▸ **What this task involves**:
Each line below with the word "expected" needs to be copied.

━━ Information shown

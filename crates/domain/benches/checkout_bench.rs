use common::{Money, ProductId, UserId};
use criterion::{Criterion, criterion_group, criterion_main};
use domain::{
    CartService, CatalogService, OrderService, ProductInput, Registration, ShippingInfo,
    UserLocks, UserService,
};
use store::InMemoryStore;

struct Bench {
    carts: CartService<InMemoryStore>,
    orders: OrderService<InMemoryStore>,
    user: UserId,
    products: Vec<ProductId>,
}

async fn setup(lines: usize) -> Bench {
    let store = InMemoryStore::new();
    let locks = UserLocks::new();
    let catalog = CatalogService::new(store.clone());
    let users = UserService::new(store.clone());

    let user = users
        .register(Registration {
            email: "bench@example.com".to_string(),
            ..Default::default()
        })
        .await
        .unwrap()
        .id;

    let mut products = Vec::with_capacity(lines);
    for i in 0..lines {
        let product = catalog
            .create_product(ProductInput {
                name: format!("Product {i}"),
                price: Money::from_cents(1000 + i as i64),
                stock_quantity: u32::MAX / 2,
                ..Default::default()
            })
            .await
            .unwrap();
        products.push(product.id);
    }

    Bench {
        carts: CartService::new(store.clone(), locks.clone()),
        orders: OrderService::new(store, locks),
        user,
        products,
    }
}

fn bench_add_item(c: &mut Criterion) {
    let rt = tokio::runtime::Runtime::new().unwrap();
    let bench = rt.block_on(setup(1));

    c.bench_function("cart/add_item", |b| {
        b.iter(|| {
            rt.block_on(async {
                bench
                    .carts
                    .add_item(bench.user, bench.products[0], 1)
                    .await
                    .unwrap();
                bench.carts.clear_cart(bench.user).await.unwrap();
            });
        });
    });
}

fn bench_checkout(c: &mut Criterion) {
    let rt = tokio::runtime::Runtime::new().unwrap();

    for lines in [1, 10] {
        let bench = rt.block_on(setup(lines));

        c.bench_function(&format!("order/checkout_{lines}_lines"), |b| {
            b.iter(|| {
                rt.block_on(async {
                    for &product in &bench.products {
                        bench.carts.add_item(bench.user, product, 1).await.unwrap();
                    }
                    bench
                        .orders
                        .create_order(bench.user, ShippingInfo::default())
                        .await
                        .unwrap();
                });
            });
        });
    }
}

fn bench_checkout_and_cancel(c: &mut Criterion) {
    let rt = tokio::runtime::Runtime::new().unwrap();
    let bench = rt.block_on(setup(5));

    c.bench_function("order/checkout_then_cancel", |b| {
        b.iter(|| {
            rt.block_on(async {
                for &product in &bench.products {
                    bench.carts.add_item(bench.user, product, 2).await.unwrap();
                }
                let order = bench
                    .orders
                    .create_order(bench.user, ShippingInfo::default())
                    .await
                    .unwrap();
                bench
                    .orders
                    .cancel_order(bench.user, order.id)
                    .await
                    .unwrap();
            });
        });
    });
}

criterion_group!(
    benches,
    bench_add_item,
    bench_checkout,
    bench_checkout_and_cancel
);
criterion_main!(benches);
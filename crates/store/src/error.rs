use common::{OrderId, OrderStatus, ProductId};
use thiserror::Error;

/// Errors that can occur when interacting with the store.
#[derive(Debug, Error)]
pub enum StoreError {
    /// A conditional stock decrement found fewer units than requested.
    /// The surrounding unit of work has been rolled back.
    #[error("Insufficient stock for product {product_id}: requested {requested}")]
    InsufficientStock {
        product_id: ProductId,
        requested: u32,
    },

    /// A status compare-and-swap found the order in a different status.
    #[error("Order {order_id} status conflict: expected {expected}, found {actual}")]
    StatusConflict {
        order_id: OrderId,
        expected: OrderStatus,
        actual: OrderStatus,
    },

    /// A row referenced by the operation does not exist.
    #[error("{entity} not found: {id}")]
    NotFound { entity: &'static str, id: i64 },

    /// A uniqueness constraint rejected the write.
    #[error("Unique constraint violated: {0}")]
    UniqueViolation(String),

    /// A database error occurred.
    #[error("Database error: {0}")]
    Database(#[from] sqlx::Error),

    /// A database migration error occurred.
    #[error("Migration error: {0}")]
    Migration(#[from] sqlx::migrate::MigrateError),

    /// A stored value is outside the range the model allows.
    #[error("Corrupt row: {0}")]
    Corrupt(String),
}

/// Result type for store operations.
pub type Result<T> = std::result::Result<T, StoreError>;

━━━━

▸ **Answer box**:
    #[error("Order {order_id} status conflict: expected {expected}, found {actual}")]
        expected: OrderStatus,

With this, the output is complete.